Segala cinta yang mendalam selalu menjadi rahasia.

Begitu cerah, baru kusadari musim panas telah merasuk begitu dalam. Su Mukzi 3188kata 2026-03-06 12:53:44

“Sudah selesai.” Gu Yuanhao menyendokkan semangkuk untuknya.

Ia menggenggam mangkuk itu di tangan, kehangatan mengalir dari ujung jari, mengikuti aliran darah hingga sampai ke jantung. Perpaduan antara es dan api, pengkhianatan paling dingin dan menyakitkan selalu datang dari Tao Shenglin, sementara kehangatan paling membara dan lembut selalu berasal dari pria di depannya ini. Setiap kali begitu, tidak bisa lagi dijelaskan dengan probabilitas.
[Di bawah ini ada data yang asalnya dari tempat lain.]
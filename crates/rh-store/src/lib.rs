//! rh-store
//!
//! Fetches and caches per-lender history documents.
//!
//! - `HistorySource`: where raw documents come from (directory or HTTP)
//! - `parse_history`: decode + structural validation
//! - `HistoryStore`: per-lender cache; one in-flight fetch per lender,
//!   failures are never cached
//!
//! The engine crates never see a `StoreError`: `HistoryStore::get_many`
//! drops lenders whose document could not be loaded.

mod error;
mod source;
mod store;

pub use error::StoreError;
pub use source::{FsHistorySource, HistorySource, HttpHistorySource};
pub use store::{parse_history, HistoryStore};
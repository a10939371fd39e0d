use std::fmt;

use rh_schemas::ValidationError;

#[derive(Debug)]
pub enum StoreError {
    /// IO or network failure while fetching the raw document.
    Transport(String),
    /// No document exists for the lender.
    NotFound { lender_id: String },
    /// The document is not valid JSON for the history shape.
    Decode(String),
    /// The document decoded but breaks a structural rule.
    Invalid(ValidationError),
    /// The document belongs to a different lender than the one requested.
    LenderMismatch { requested: String, found: String },
}

impl fmt::Display for StoreError {
    fn fmt(&self, f: &mut fmt::Formatter<'_>) -> fmt::Result {
        match self {
            StoreError::Transport(msg) => write!(f, "transport error: {msg}"),
            StoreError::NotFound { lender_id } => {
                write!(f, "no history document for lender={lender_id}")
            }
            StoreError::Decode(msg) => write!(f, "decode error: {msg}"),
            StoreError::Invalid(e) => write!(f, "invalid document: {e}"),
            StoreError::LenderMismatch { requested, found } => write!(
                f,
                "lender mismatch: requested={requested} document lenderId={found}"
            ),
        }
    }
}

impl std::error::Error for StoreError {
    fn source(&self) -> Option<&(dyn std::error::Error + 'static)> {
        match self {
            StoreError::Invalid(e) => Some(e),
            _ => None,
        }
    }
}

impl From<ValidationError> for StoreError {
    fn from(e: ValidationError) -> Self {
        StoreError::Invalid(e)
    }
}
use std::collections::{BTreeMap, BTreeSet};

use chrono::{DateTime, Utc};
use rh_history::{change_percent, diff_products, reconstruct, Snapshot};
use rh_schemas::{HistoryLog, Product};

use crate::{CompareFilters, ComparisonEntry, ComparisonStatus, EndPoint};

fn removed(lender_id: &str, before: &Product) -> ComparisonEntry {
    ComparisonEntry {
        lender_id: lender_id.to_string(),
        product: before.clone(),
        previous_rate: Some(before.rate),
        current_rate: None,
        change_amount: None,
        change_percent: None,
        status: ComparisonStatus::Removed,
        field_changes: None,
    }
}

fn added(lender_id: &str, after: &Product) -> ComparisonEntry {
    ComparisonEntry {
        lender_id: lender_id.to_string(),
        product: after.clone(),
        previous_rate: None,
        current_rate: Some(after.rate),
        change_amount: None,
        change_percent: None,
        status: ComparisonStatus::New,
        field_changes: None,
    }
}

fn matched(lender_id: &str, before: &Product, after: &Product) -> ComparisonEntry {
    let diffs = diff_products(before, after);
    let amount = if after.rate != before.rate {
        after.rate - before.rate
    } else {
        0.0
    };

    let status = if after.rate > before.rate {
        ComparisonStatus::Increased
    } else if after.rate < before.rate {
        ComparisonStatus::Decreased
    } else if !diffs.is_empty() {
        ComparisonStatus::Modified
    } else {
        ComparisonStatus::Unchanged
    };

    ComparisonEntry {
        lender_id: lender_id.to_string(),
        product: after.clone(),
        previous_rate: Some(before.rate),
        current_rate: Some(after.rate),
        change_amount: Some(amount),
        change_percent: change_percent(before.rate, amount),
        status,
        field_changes: (!diffs.is_empty()).then_some(diffs),
    }
}

fn compare_lender(
    lender_id: &str,
    tracked_before_start: bool,
    start: &Snapshot,
    end: &Snapshot,
    filters: &CompareFilters,
    out: &mut Vec<ComparisonEntry>,
) {
    let mut seen: BTreeSet<&str> = BTreeSet::new();

    // 1) Everything visible at start: removed or matched.
    for (id, before) in start {
        if !filters.accepts(before) {
            continue;
        }
        seen.insert(id.as_str());
        match end.get(id).filter(|after| filters.accepts(after)) {
            None => out.push(removed(lender_id, before)),
            Some(after) => out.push(matched(lender_id, before, after)),
        }
    }

    // 2) Visible only at end. Novelty is only claimable when the lender was
    //    already tracked at the start date.
    if !tracked_before_start {
        return;
    }
    for (id, after) in end {
        if seen.contains(id.as_str()) || !filters.accepts(after) {
            continue;
        }
        out.push(added(lender_id, after));
    }
}

fn end_snapshot(lender_id: &str, log: &HistoryLog, end: &EndPoint) -> Snapshot {
    match end {
        EndPoint::At(t) => reconstruct(log, *t),
        EndPoint::Live(catalogue) => catalogue
            .get(lender_id)
            .map(|products| {
                products
                    .iter()
                    .map(|p| (p.id.clone(), p.clone()))
                    .collect()
            })
            .unwrap_or_default(),
    }
}

/// Sort by status priority, then change amount ascending (missing = 0),
/// then lender id and product id.
pub fn sort_entries(entries: &mut [ComparisonEntry]) {
    entries.sort_by(|a, b| {
        a.status
            .priority()
            .cmp(&b.status.priority())
            .then_with(|| {
                a.change_amount
                    .unwrap_or(0.0)
                    .total_cmp(&b.change_amount.unwrap_or(0.0))
            })
            .then_with(|| a.lender_id.cmp(&b.lender_id))
            .then_with(|| a.product.id.cmp(&b.product.id))
    });
}

/// Compare every in-scope lender between `start` and `end`.
///
/// `logs` is keyed by lender id. A lender without a log is simply absent
/// from the output.
pub fn compare(
    logs: &BTreeMap<String, HistoryLog>,
    start: DateTime<Utc>,
    end: &EndPoint,
    filters: &CompareFilters,
) -> Vec<ComparisonEntry> {
    let mut out: Vec<ComparisonEntry> = Vec::new();

    for (lender_id, log) in logs {
        if !filters.accepts_lender(lender_id) {
            continue;
        }
        let start_snap = reconstruct(log, start);
        let end_snap = end_snapshot(lender_id, log, end);
        compare_lender(
            lender_id,
            log.baseline.timestamp <= start,
            &start_snap,
            &end_snap,
            filters,
            &mut out,
        );
    }

    sort_entries(&mut out);
    out
}

#[cfg(test)]
mod tests {
    use super::*;
    use rh_history::Field;
    use rh_schemas::ProductPatch;
    use rh_testkit::{add, product, remove, ts, update, update_rate, LogBuilder};

    fn logs(items: Vec<HistoryLog>) -> BTreeMap<String, HistoryLog> {
        items
            .into_iter()
            .map(|l| (l.lender_id.clone(), l))
            .collect()
    }

    fn statuses(entries: &[ComparisonEntry]) -> Vec<(String, ComparisonStatus)> {
        entries
            .iter()
            .map(|e| (e.product.id.clone(), e.status))
            .collect()
    }

    #[test]
    fn classifies_every_status() {
        let log = LogBuilder::new("aib", "2024-06-01")
            .baseline_product(product("down", "aib", 4.0))
            .baseline_product(product("up", "aib", 3.0))
            .baseline_product(product("same", "aib", 3.5))
            .baseline_product(product("tweak", "aib", 3.6))
            .baseline_product(product("gone", "aib", 3.7))
            .changeset(
                "2024-07-01",
                vec![
                    update_rate("down", 3.8),
                    update_rate("up", 3.2),
                    update(ProductPatch {
                        perks: Some(vec!["cashback".into()]),
                        ..ProductPatch::new("tweak")
                    }),
                    remove("gone"),
                    add(product("fresh", "aib", 3.9)),
                ],
            )
            .build();

        let out = compare(
            &logs(vec![log]),
            ts("2024-06-15"),
            &EndPoint::At(ts("2024-12-01")),
            &CompareFilters::default(),
        );

        assert_eq!(
            statuses(&out),
            vec![
                ("down".to_string(), ComparisonStatus::Decreased),
                ("tweak".to_string(), ComparisonStatus::Modified),
                ("same".to_string(), ComparisonStatus::Unchanged),
                ("up".to_string(), ComparisonStatus::Increased),
                ("fresh".to_string(), ComparisonStatus::New),
                ("gone".to_string(), ComparisonStatus::Removed),
            ]
        );

        let tweak = &out[1];
        assert_eq!(tweak.change_amount, Some(0.0));
        let fields: Vec<Field> = tweak
            .field_changes
            .as_ref()
            .unwrap()
            .iter()
            .map(|c| c.field)
            .collect();
        assert_eq!(fields, vec![Field::Perks]);
        assert!(out[2].field_changes.is_none());
    }

    #[test]
    fn rate_move_also_attaches_field_diffs() {
        let log = LogBuilder::new("aib", "2024-06-01")
            .baseline_product(product("p", "aib", 4.0))
            .changeset(
                "2024-07-01",
                vec![update(ProductPatch::new("p").with_rate(3.5).with_name("Renamed"))],
            )
            .build();
        let out = compare(
            &logs(vec![log]),
            ts("2024-06-01"),
            &EndPoint::At(ts("2024-08-01")),
            &CompareFilters::default(),
        );
        assert_eq!(out[0].status, ComparisonStatus::Decreased);
        assert_eq!(out[0].product.name, "Renamed");
        let fc = out[0].field_changes.as_ref().unwrap();
        assert_eq!(fc.len(), 1);
        assert_eq!(fc[0].field, Field::Name);
    }

    #[test]
    fn new_requires_history_before_start() {
        let log = LogBuilder::new("aib", "2024-08-01")
            .baseline_product(product("late", "aib", 3.5))
            .build();
        let out = compare(
            &logs(vec![log]),
            ts("2024-06-01"),
            &EndPoint::At(ts("2024-12-01")),
            &CompareFilters::default(),
        );
        assert!(out.is_empty());
    }

    #[test]
    fn filtered_out_at_end_counts_as_removed() {
        let log = LogBuilder::new("aib", "2024-06-01")
            .baseline_product(product("p", "aib", 3.5))
            .changeset(
                "2024-07-01",
                vec![update(ProductPatch {
                    buyer_types: Some(vec!["btl".into()]),
                    ..ProductPatch::new("p")
                })],
            )
            .build();
        let filters = CompareFilters {
            buyer_category: Some(crate::BuyerCategory::Pdh),
            ..CompareFilters::default()
        };
        let out = compare(
            &logs(vec![log]),
            ts("2024-06-01"),
            &EndPoint::At(ts("2024-08-01")),
            &filters,
        );
        assert_eq!(out.len(), 1);
        assert_eq!(out[0].status, ComparisonStatus::Removed);
        assert_eq!(out[0].current_rate, None);
    }

    #[test]
    fn sort_treats_missing_amount_as_zero() {
        let mut entries = vec![
            ComparisonEntry {
                change_amount: None,
                ..removed("aib", &product("b", "aib", 1.0))
            },
            ComparisonEntry {
                status: ComparisonStatus::Removed,
                change_amount: Some(-0.5),
                ..removed("aib", &product("a", "aib", 1.0))
            },
        ];
        sort_entries(&mut entries);
        assert_eq!(entries[0].product.id, "a");
    }
}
Chu Yu mulai memahami, membandingkan adalah karena ketidakpuasan yang telah lama menumpuk terhadap keadaan sekarang.

Setelah menghabiskan semangkuk, Gu Yuanhao bertanya, “Mau lagi, Wan?”

Chu Yu menggeleng.

“Tidurlah lebih awal,” katanya sambil berdiri, hendak kembali ke kamar.
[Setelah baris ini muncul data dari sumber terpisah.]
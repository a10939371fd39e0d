//! Caller-side presentation helpers layered over `compare` output.

use std::collections::{BTreeMap, BTreeSet};

use serde::{Deserialize, Serialize};

use crate::{ComparisonEntry, ComparisonStatus};

/// Free-text search plus a status toggle set.
#[derive(Clone, Debug, Default, PartialEq, Eq)]
pub struct DisplayFilter {
    /// Case-insensitive substring over product name and lender display name.
    pub search: Option<String>,
    /// Empty means every status.
    pub statuses: BTreeSet<ComparisonStatus>,
}

impl DisplayFilter {
    /// `lender_names` maps lender id to display name; unknown ids fall back
    /// to the id itself.
    pub fn matches(
        &self,
        entry: &ComparisonEntry,
        lender_names: &BTreeMap<String, String>,
    ) -> bool {
        if !self.statuses.is_empty() && !self.statuses.contains(&entry.status) {
            return false;
        }

        let needle = match self.search.as_deref().map(str::trim) {
            Some(s) if !s.is_empty() => s.to_lowercase(),
            _ => return true,
        };
        let lender = lender_names
            .get(&entry.lender_id)
            .map(String::as_str)
            .unwrap_or(entry.lender_id.as_str());

        entry.product.name.to_lowercase().contains(&needle)
            || lender.to_lowercase().contains(&needle)
    }

    pub fn apply(
        &self,
        entries: Vec<ComparisonEntry>,
        lender_names: &BTreeMap<String, String>,
    ) -> Vec<ComparisonEntry> {
        entries
            .into_iter()
            .filter(|e| self.matches(e, lender_names))
            .collect()
    }
}

/// Per-status counts over a comparison result.
#[derive(Clone, Debug, Default, PartialEq, Eq, Serialize, Deserialize)]
#[serde(rename_all = "camelCase")]
pub struct ComparisonSummary {
    pub total: usize,
    pub unchanged: usize,
    pub increased: usize,
    pub decreased: usize,
    pub modified: usize,
    pub new: usize,
    pub removed: usize,
}

impl ComparisonSummary {
    pub fn from_entries(entries: &[ComparisonEntry]) -> Self {
        let mut s = Self::default();
        for e in entries {
            s.total += 1;
            match e.status {
                ComparisonStatus::Unchanged => s.unchanged += 1,
                ComparisonStatus::Increased => s.increased += 1,
                ComparisonStatus::Decreased => s.decreased += 1,
                ComparisonStatus::Modified => s.modified += 1,
                ComparisonStatus::New => s.new += 1,
                ComparisonStatus::Removed => s.removed += 1,
            }
        }
        s
    }
}

#[cfg(test)]
mod tests {
    use super::*;
    use rh_testkit::product;

    fn entry(lender: &str, name: &str, status: ComparisonStatus) -> ComparisonEntry {
        let mut p = product("id", lender, 3.5);
        p.name = name.to_string();
        ComparisonEntry {
            lender_id: lender.to_string(),
            product: p,
            previous_rate: Some(3.5),
            current_rate: Some(3.5),
            change_amount: Some(0.0),
            change_percent: Some(0.0),
            status,
            field_changes: None,
        }
    }

    fn names() -> BTreeMap<String, String> {
        BTreeMap::from([("boi".to_string(), "Bank of Ireland".to_string())])
    }

    #[test]
    fn search_hits_product_or_lender_display_name() {
        let f = DisplayFilter {
            search: Some("IRELAND".into()),
            ..DisplayFilter::default()
        };
        assert!(f.matches(&entry("boi", "4 Year Fixed", ComparisonStatus::Unchanged), &names()));
        assert!(!f.matches(&entry("aib", "4 Year Fixed", ComparisonStatus::Unchanged), &names()));

        let f = DisplayFilter {
            search: Some("green".into()),
            ..DisplayFilter::default()
        };
        assert!(f.matches(&entry("aib", "Green 3 Year", ComparisonStatus::Unchanged), &names()));
        // unknown lender falls back to its id
        let f = DisplayFilter {
            search: Some("ai".into()),
            ..DisplayFilter::default()
        };
        assert!(f.matches(&entry("aib", "x", ComparisonStatus::Unchanged), &names()));
    }

    #[test]
    fn status_toggle_and_blank_search() {
        let f = DisplayFilter {
            search: Some("   ".into()),
            statuses: BTreeSet::from([ComparisonStatus::New, ComparisonStatus::Removed]),
        };
        let kept = f.apply(
            vec![
                entry("aib", "a", ComparisonStatus::New),
                entry("aib", "b", ComparisonStatus::Unchanged),
                entry("aib", "c", ComparisonStatus::Removed),
            ],
            &names(),
        );
        let kept: Vec<&str> = kept.iter().map(|e| e.product.name.as_str()).collect();
        assert_eq!(kept, vec!["a", "c"]);
    }

    #[test]
    fn summary_counts() {
        let s = ComparisonSummary::from_entries(&[
            entry("aib", "a", ComparisonStatus::New),
            entry("aib", "b", ComparisonStatus::New),
            entry("aib", "c", ComparisonStatus::Decreased),
        ]);
        assert_eq!(s.total, 3);
        assert_eq!(s.new, 2);
        assert_eq!(s.decreased, 1);
        assert_eq!(s.removed, 0);
    }
}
Xia Chu Yu pun segera berdiri, “Kau tidak mau bertanya, Teng?”

“Tanya apa?”

Seolah sudah bertekad ingin memaksa Xia Chu Yu untuk mengungkapkan sendiri, Gu Yuanhao, meski sangat ingin tahu apa yang terjadi sehingga ia begitu tidak peduli pada dirinya sendiri, tetap memilih menunggu sekali lagi.
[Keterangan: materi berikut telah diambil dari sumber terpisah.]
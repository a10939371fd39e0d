//! rh-config
//!
//! Layered YAML configuration for the rate history tools.
//!
//! Layers merge in order (earlier = base, later = override), objects merge
//! recursively, everything else is replaced. The merged document is
//! canonicalised to JSON and hashed (sha256, hex) so two runs can prove they
//! used the same effective configuration.

use anyhow::{Context, Result};
use serde::{Deserialize, Serialize};
use serde_json::{Map, Value};
use sha2::{Digest, Sha256};
use std::collections::BTreeMap;
use std::fs;

#[derive(Debug, Clone)]
pub struct LoadedConfig {
    pub config_hash: String,
    pub canonical_json: String,
    pub config_json: Value,
}

impl LoadedConfig {
    /// Typed view of the merged document.
    pub fn tracker(&self) -> Result<TrackerConfig> {
        serde_json::from_value(self.config_json.clone()).context("invalid tracker config")
    }
}

/// Where history documents come from.
#[derive(Debug, Clone, PartialEq, Eq, Serialize, Deserialize)]
#[serde(tag = "kind", rename_all = "lowercase")]
pub enum SourceConfig {
    /// `<dir>/<lenderId>.json`
    Fs { dir: String },
    /// `GET <base_url>/<lenderId>.json`
    Http { base_url: String },
}

#[derive(Debug, Clone, PartialEq, Eq, Serialize, Deserialize)]
#[serde(deny_unknown_fields)]
pub struct LenderConfig {
    pub id: String,
    pub name: String,
}

/// Defaults for `compare` when the caller does not override them.
#[derive(Debug, Clone, Default, PartialEq, Eq, Serialize, Deserialize)]
#[serde(deny_unknown_fields)]
pub struct CompareDefaults {
    /// `pdh` | `btl`
    #[serde(default)]
    pub buyer_category: Option<String>,
    /// `variable` | `fixed-{term}`
    #[serde(default)]
    pub rate_type: Option<String>,
}

#[derive(Debug, Clone, Default, PartialEq, Eq, Serialize, Deserialize)]
#[serde(deny_unknown_fields)]
pub struct TrackerConfig {
    #[serde(default)]
    pub source: Option<SourceConfig>,
    #[serde(default)]
    pub lenders: Vec<LenderConfig>,
    #[serde(default)]
    pub compare: CompareDefaults,
}

impl TrackerConfig {
    pub fn lender_ids(&self) -> Vec<String> {
        self.lenders.iter().map(|l| l.id.clone()).collect()
    }

    /// Lender id -> display name.
    pub fn lender_names(&self) -> BTreeMap<String, String> {
        self.lenders
            .iter()
            .map(|l| (l.id.clone(), l.name.clone()))
            .collect()
    }
}

/// Read each path and merge in order.
pub fn load_layered_yaml(paths: &[&str]) -> Result<LoadedConfig> {
    let docs = paths
        .iter()
        .map(|p| fs::read_to_string(p).with_context(|| format!("read config layer {p}")))
        .collect::<Result<Vec<String>>>()?;
    let doc_refs: Vec<&str> = docs.iter().map(String::as_str).collect();
    load_layered_yaml_from_strings(&doc_refs)
}

pub fn load_layered_yaml_from_strings(yaml_docs: &[&str]) -> Result<LoadedConfig> {
    let mut merged = Value::Object(Map::new());
    for (idx, raw) in yaml_docs.iter().enumerate() {
        if let Some(layer) = parse_layer(raw).with_context(|| format!("config layer #{idx}"))? {
            overlay(&mut merged, layer);
        }
    }

    let canonical_json =
        serde_json::to_string(&key_sorted(&merged)).context("serialize merged tracker config")?;
    let config_hash = hex::encode(Sha256::digest(canonical_json.as_bytes()));
    Ok(LoadedConfig {
        config_hash,
        canonical_json,
        config_json: merged,
    })
}

/// YAML text to JSON. `None` for an empty layer, which must not wipe the
/// layers below it.
fn parse_layer(raw: &str) -> Result<Option<Value>> {
    let yaml: serde_yaml::Value = serde_yaml::from_str(raw).context("invalid yaml")?;
    let json = serde_json::to_value(yaml).context("yaml layer is not representable as json")?;
    Ok((!json.is_null()).then_some(json))
}

/// Fold `top` into `base` in place. Mappings recurse key by key; any other
/// value (lists included) replaces what was there.
fn overlay(base: &mut Value, top: Value) {
    match (base, top) {
        (Value::Object(base_map), Value::Object(top_map)) => {
            for (key, top_val) in top_map {
                match base_map.get_mut(&key) {
                    Some(slot) => overlay(slot, top_val),
                    None => {
                        base_map.insert(key, top_val);
                    }
                }
            }
        }
        (slot, top_val) => *slot = top_val,
    }
}

/// Copy of `v` with every mapping rebuilt in key order, so the compact
/// serialization does not depend on layer order or on serde_json's
/// `preserve_order` feature.
fn key_sorted(v: &Value) -> Value {
    match v {
        Value::Object(map) => {
            let mut keys: Vec<&String> = map.keys().collect();
            keys.sort();
            Value::Object(
                keys.into_iter()
                    .map(|k| (k.clone(), key_sorted(&map[k.as_str()])))
                    .collect(),
            )
        }
        Value::Array(items) => Value::Array(items.iter().map(key_sorted).collect()),
        other => other.clone(),
    }
}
Ia berdiri di tempat, ragu-ragu, sementara Gu Yuanhao menunggu sebentar. Mata Chu Yu menunduk ke ujung kaki, cahaya bulan menembus jendela, seolah menutupi dirinya dan lantai dengan lapisan embun. “Selamat malam.” Gu Yuanhao memutar kunci pintu, suara pintu tertutup seperti mengagetkan cahaya bulan. Chu Yu merasa ruang tamu mendadak menjadi gelap.

Ia tiba-tiba merasa sangat kehilangan.

Ternyata pertahanan dalam hati telah dibangun begitu kuat tanpa disadari, bagaikan lautan gelap tanpa ujung.

Seolah ada gaya berat yang menariknya jatuh, dalam sekejap ingatan yang tidak terucapkan membesar di depan mata—ketergantungan dan kepercayaan yang tak bisa diungkapkan, sejak malam pertama bertemu Gu Yuanhao, ketika ia seorang diri diterpa hujan deras hingga basah kuyup, kotor hingga orang-orang menjauhi... namun ia tetap keras kepala, membentangkan kedua tangan menghalangi mobilnya, “Tolong bawa aku pergi!”

Tak pernah bisa melupakan, malam itu yang gelap dan menakutkan, ketika melihat lampu mobilnya yang redup, ia begitu gembira hingga hampir terbang.

Meski tubuhnya bau amis dan sangat mengenaskan, akhirnya ia menemukan penebusan.

Tak pernah tahu dirinya bisa seberani itu, lebih memilih percaya pada orang asing yang baru ditemui sekali daripada kembali ke orang yang telah susah payah mencarinya, tinggal bersama ayah dan ibu... Mungkin siapa pun yang muncul saat itu akan ia minta untuk membawa pergi tanpa ragu.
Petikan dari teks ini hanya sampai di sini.